This issue tracker has been migrated to GitHub, and is currently read-only.
For more information, see the GitHub FAQs in the Python's Developer Guide.

classification
Title: speed of set.update(
Type: performance Stage:
Components: Interpreter Core Versions: Python 2.4, Python 2.5
process
Status: closed Resolution: not a bug
Dependencies: Superseder:
Assigned To: rhettinger Nosy List: belopolsky, jameinel, rhettinger
Priority: normal Keywords:

Created on 2008-04-23 02:44 by jameinel, last changed 2022-04-11 14:56 by admin. This issue is now closed.

Messages (7)
msg65694 - (view) Author: John Arbash Meinel (jameinel) Date: 2008-04-23 02:44
I was performance profiling some of my own code, and I ran into
something unexpected.

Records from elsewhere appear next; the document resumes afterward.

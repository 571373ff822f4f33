//! Host link trackers.
//!
//! - [`connection`] - Heartbeat liveness with timeout-only disconnect
//! - [`host_state`] - Last reported PackML state, bucket, E-stop acknowledgement

pub mod connection;
pub mod host_state;

pub use connection::ConnectionTracker;
pub use host_state::HostStateTracker;
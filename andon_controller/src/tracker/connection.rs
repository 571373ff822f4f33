//! Host heartbeat tracker.
//!
//! The last heartbeat tick lives in one `AtomicU64`, so heartbeats recorded
//! on the host-link context and liveness checks on the control context never
//! see a torn value. There is no explicit disconnect: a host is disconnected
//! once `now - last_heartbeat > timeout`.

use std::sync::atomic::{AtomicU64, Ordering};

/// Sentinel for "no heartbeat yet". Stored ticks are offset by one.
const NEVER: u64 = 0;

#[derive(Debug)]
pub struct ConnectionTracker {
    /// `last_heartbeat_ms + 1`, or [`NEVER`].
    last: AtomicU64,
    timeout_ms: u64,
}

impl ConnectionTracker {
    pub const fn new(timeout_ms: u64) -> Self {
        Self {
            last: AtomicU64::new(NEVER),
            timeout_ms,
        }
    }

    /// Record a heartbeat at `now_ms`.
    ///
    /// Monotonic: a heartbeat stamped earlier than one already recorded
    /// does not move the tick back.
    pub fn on_heartbeat(&self, now_ms: u64) {
        self.last
            .fetch_max(now_ms.saturating_add(1), Ordering::AcqRel);
    }

    /// True iff a heartbeat arrived and at most `timeout_ms` elapsed since.
    pub fn is_connected(&self, now_ms: u64) -> bool {
        self.last_heartbeat_ms()
            .is_some_and(|t| now_ms.saturating_sub(t) <= self.timeout_ms)
    }

    pub fn last_heartbeat_ms(&self) -> Option<u64> {
        match self.last.load(Ordering::Acquire) {
            NEVER => None,
            t => Some(t - 1),
        }
    }

    #[inline]
    pub const fn timeout_ms(&self) -> u64 {
        self.timeout_ms
    }
}
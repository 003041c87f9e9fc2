//! Proxy instances

use std::fmt;
use std::sync::Arc;

use protean_sdk::{MethodId, Protocol, Value};

use crate::builder::ProxyType;
use crate::dispatch::DispatchTable;
use crate::error::ProxyResult;

/// An object conforming to its type's protocols, backed by bound handlers
///
/// Cloning an instance shares its handlers; the dispatch table itself is
/// never mutated after the instance is produced.
#[derive(Clone)]
pub struct ProxyInstance {
    proxy_type: Arc<ProxyType>,
    table: DispatchTable,
}

impl ProxyInstance {
    /// Produce an instance of `proxy_type` dispatching through `table`
    pub fn new(proxy_type: Arc<ProxyType>, table: DispatchTable) -> Self {
        Self { proxy_type, table }
    }

    /// The synthesized type of this instance
    pub fn proxy_type(&self) -> &Arc<ProxyType> {
        &self.proxy_type
    }

    /// Call `method` with `args`
    ///
    /// See [`Dispatcher::dispatch`](crate::Dispatcher::dispatch) for the
    /// failure cases.
    pub fn invoke(&self, method: &str, args: &[Value]) -> ProxyResult<Value> {
        self.proxy_type.dispatcher().dispatch(&self.table, method, args)
    }

    /// Whether this instance conforms to `protocol`
    pub fn conforms_to(&self, protocol: &Protocol) -> bool {
        self.proxy_type.conforms_to(protocol)
    }

    /// Whether invoking `method` would reach a handler
    pub fn responds_to(&self, method: &str) -> bool {
        self.proxy_type.declares(method) && self.table.contains(method)
    }

    /// Whether a handler is bound for `method`
    pub fn is_bound(&self, method: &str) -> bool {
        self.table.contains(method)
    }

    /// Bound methods in binding order
    pub fn bound_methods(&self) -> impl Iterator<Item = &MethodId> + '_ {
        self.table.method_ids()
    }

    /// The instance's dispatch table
    pub fn dispatch_table(&self) -> &DispatchTable {
        &self.table
    }
}

impl fmt::Debug for ProxyInstance {
    fn fmt(&self, f: &mut fmt::Formatter<'_>) -> fmt::Result {
        f.debug_struct("ProxyInstance")
            .field("type", &self.proxy_type.name())
            .field("bound", &self.table)
            .finish()
    }
}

Specifically,
set.update(empty_generator_expression) was significantly slower than
set.update(empty_list_expression).

I double checked my findings with timeit:

With python 2.4.3:

$ python -m timeit -s 'x = set(range(10000))' 'x.update([])'
1000000 loops, best of 3: 0.296 usec per loop
$ python -m timeit -s 'x = set(range(10000))' 'x.update(y for y in [])'
1000000 loops, best of 3: 0.837 usec per loop
$ python -m timeit -s 'x = set(range(10000))' 'x.update([y for y in []])'
1000000 loops, best of 3: 0.462 usec per loop

With 2.5.1 (on a different machine)
$ python -m timeit -s 'x = set(range(10000))' 'x.update([])'
1000000 loops, best of 3: 0.265 usec per loop
$ python -m timeit -s 'x = set(range(10000))' 'x.update(y for y in [])'
1000000 loops, best of 3: 0.717 usec per loop
$ python -m timeit -s 'x = set(range(10000))' 'x.update([y for y in []])'
1000000 loops, best of 3: 0.39 usec per loop

So generally, it is about 2x faster to create the empty list expression
and pass it in than to use an empty generator.
msg65704 - (view) Author: Alexander Belopolsky (belopolsky) * (Python committer) Date: 2008-04-23 20:19
This has nothing to do with set.update, the difference is due to the
time to setup the generator:

$ python -m timeit -s 'x = set(range(10000)); y = []' 'x.update(y)'
1000000 loops, best of 3: 0.38 usec per loop
$ python -m timeit -s 'x = set(range(10000)); y = (i for i in [])'
'x.update(y)'
1000000 loops, best of 3: 0.335 usec per loop
msg65705 - (view) Author: Raymond Hettinger (rhettinger) * (Python committer) Date: 2008-04-23 20:38
I concur.  The source code for set_update() in Objects/setobject.c 
shows that both versions are accessed through the iterator protocol, so 
what you're seeing are the basic performance differences (start-up and 
per-item costs) for genexps vs list iterators.
msg65737 - (view) Author: John Arbash Meinel (jameinel) Date: 2008-04-24 18:23
-----BEGIN PGP SIGNED MESSAGE-----
Hash: SHA1

Alexander Belopolsky wrote:
> Alexander Belopolsky <belopolsky@users.sourceforge.net> added the comment:
> 
> This has nothing to do with set.update, the difference is due to the
> time to setup the generator:
> 
> $ python -m timeit -s 'x = set(range(10000)); y = []' 'x.update(y)'
> 1000000 loops, best of 3: 0.38 usec per loop
> $ python -m timeit -s 'x = set(range(10000)); y = (i for i in [])'
> 'x.update(y)'
> 1000000 loops, best of 3: 0.335 usec per loop
> 
> ----------
> nosy: +belopolsky
> 
> __________________________________
> Tracker <report@bugs.python.org>
> <http://bugs.python.org/issue2672>
> __________________________________
> 

That is true, though if I just force a generator overhead:

% python -m timeit -s 'x = set(range(10000)); y = []' 'x.update(y)'
1000000 loops, best of 3: 0.204 usec per loop
% python -m timeit -s 'x = set(range(10000)); y = (i for i in [])'
'x.update(y)'
10000000 loops, best of 3: 0.173 usec per loop
% python -m timeit -s 'x = set(range(10000)); l = []' 'x.update(i for i
in l)'
1000000 loops, best of 3: 0.662 usec per loop
 python -m timeit -s 'x = set(range(10000)); l = []; y = (i for i in l)'
'(i for i in l); x.update(y)'
1000000 loops, best of 3: 1.87 usec per loop

So if you compare consuming a generator multiple times to creating it
each time, it is 0.662 usec - 0.173 usec = 0.489 usec to create a generator.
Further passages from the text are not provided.